YOUR GOAL:
Scan the records for lines with the word "crate", and copy every such line.

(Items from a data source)
________

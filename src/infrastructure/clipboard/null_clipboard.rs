//! Clipboard implementation for headless sessions.

use tracing::debug;

use crate::domain::ports::ClipboardService;
use crate::error::AppError;

/// A clipboard that denies every write.
///
/// Used when `CLIPBOARD=none` or when running without a display server,
/// so copy failures surface as a regular error toast.
pub struct NullClipboard;

impl NullClipboard {
    pub fn new() -> Self {
        debug!("Using NullClipboard (clipboard disabled)");
        Self
    }
}

impl Default for NullClipboard {
    fn default() -> Self {
        Self::new()
    }
}

impl ClipboardService for NullClipboard {
    fn write_text(&self, _text: &str) -> Result<(), AppError> {
        Err(AppError::clipboard("clipboard access is disabled"))
    }
}
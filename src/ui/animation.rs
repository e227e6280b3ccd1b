//! Staggered entrance animation for page sections.

use std::io::{self, Write};
use std::time::Duration;

/// Delay between two revealed sections.
pub const DEFAULT_STEP: Duration = Duration::from_millis(120);

#[derive(Debug, Clone, Copy)]
pub struct Reveal {
    enabled: bool,
    step: Duration,
}

impl Reveal {
    pub fn new(enabled: bool, step: Duration) -> Self {
        Self { enabled, step }
    }

    pub fn disabled() -> Self {
        Self::new(false, Duration::ZERO)
    }

    /// Writes `sections` to `out`, pausing between them when enabled.
    pub async fn play<W: Write>(&self, sections: &[String], out: &mut W) -> io::Result<()> {
        for (index, section) in sections.iter().enumerate() {
            if self.enabled && index > 0 && !self.step.is_zero() {
                tokio::time::sleep(self.step).await;
            }
            writeln!(out, "{section}")?;
            out.flush()?;
        }
        Ok(())
    }
}

impl Default for Reveal {
    fn default() -> Self {
        Self::new(true, DEFAULT_STEP)
    }
}

#[cfg(test)]
mod tests {
    use super::*;

    #[tokio::test(start_paused = true)]
    async fn test_play_writes_all_sections_in_order() {
        let sections = vec!["one".to_string(), "two".to_string(), "three".to_string()];
        let mut out = Vec::new();

        let started = tokio::time::Instant::now();
        Reveal::default().play(&sections, &mut out).await.unwrap();

        assert_eq!(String::from_utf8(out).unwrap(), "one\ntwo\nthree\n");
        assert!(started.elapsed() >= DEFAULT_STEP * 2);
    }

    #[tokio::test]
    async fn test_disabled_does_not_wait() {
        let mut out = Vec::new();
        Reveal::disabled()
            .play(&["only".to_string()], &mut out)
            .await
            .unwrap();
        assert_eq!(out, b"only\n");
    }
}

________

PROBLEM SOLUTION:
use crate::domain::ports::ClipboardService;
use crate::error::AppError;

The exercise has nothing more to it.